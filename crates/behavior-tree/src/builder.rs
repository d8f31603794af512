//! Builder helpers for terse tree construction.
//!
//! Instead of `Box::new(Branch::new(...))` everywhere, trees are written as
//! `branch(guard, yes, no)` and `selector(vec![...])`.

use crate::{Behavior, Branch, Condition, Selector, Sequence};

/// Creates a guarded branch node.
#[inline]
pub fn branch<C: 'static>(
    validate: impl Fn(&C) -> bool + Send + Sync + 'static,
    on_success: Box<dyn Behavior<C>>,
    on_failure: Box<dyn Behavior<C>>,
) -> Box<dyn Behavior<C>> {
    Box::new(Branch::new(validate, on_success, on_failure))
}

/// Creates a condition node.
#[inline]
pub fn condition<C: 'static>(
    predicate: impl Fn(&C) -> bool + Send + Sync + 'static,
) -> Box<dyn Behavior<C>> {
    Box::new(Condition::new(predicate))
}

/// Creates a sequence node.
#[inline]
pub fn sequence<C: 'static>(children: Vec<Box<dyn Behavior<C>>>) -> Box<dyn Behavior<C>> {
    Box::new(Sequence::new(children))
}

/// Creates a selector node.
#[inline]
pub fn selector<C: 'static>(children: Vec<Box<dyn Behavior<C>>>) -> Box<dyn Behavior<C>> {
    Box::new(Selector::new(children))
}

/// A condition followed by a choice: the shape of every scheduler candidate.
#[inline]
pub fn guarded<C: 'static>(
    predicate: impl Fn(&C) -> bool + Send + Sync + 'static,
    choice: Box<dyn Behavior<C>>,
) -> Box<dyn Behavior<C>> {
    sequence(vec![condition(predicate), choice])
}

#[cfg(test)]
mod tests {
    use crate::{Behavior, Status, branch, guarded, selector};

    struct Pick(&'static str);
    impl Behavior<Vec<&'static str>> for Pick {
        fn tick(&self, ctx: &mut Vec<&'static str>) -> Status {
            ctx.push(self.0);
            Status::Success
        }
    }

    fn pick(name: &'static str) -> Box<dyn Behavior<Vec<&'static str>>> {
        Box::new(Pick(name))
    }

    #[test]
    fn guarded_candidates_fall_through_to_first_passing_guard() {
        let tree = branch(
            |trail: &Vec<&'static str>| trail.is_empty(),
            selector(vec![
                guarded(|_: &Vec<&'static str>| false, pick("skipped")),
                guarded(|_: &Vec<&'static str>| true, pick("chosen")),
                pick("fallback"),
            ]),
            pick("idle"),
        );

        let mut trail = Vec::new();
        assert_eq!(tree.tick(&mut trail), Status::Success);
        assert_eq!(trail, vec!["chosen"]);

        assert_eq!(tree.tick(&mut trail), Status::Success);
        assert_eq!(trail, vec!["chosen", "idle"]);
    }
}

Problem statement
Read through the lines above and collect those that contain the string "children".

Problem solution
pub fn sequence<C: 'static>(children: Vec<Box<dyn Behavior<C>>>) -> Box<dyn Behavior<C>> {
    Box::new(Sequence::new(children))
pub fn selector<C: 'static>(children: Vec<Box<dyn Behavior<C>>>) -> Box<dyn Behavior<C>> {
    Box::new(Selector::new(children))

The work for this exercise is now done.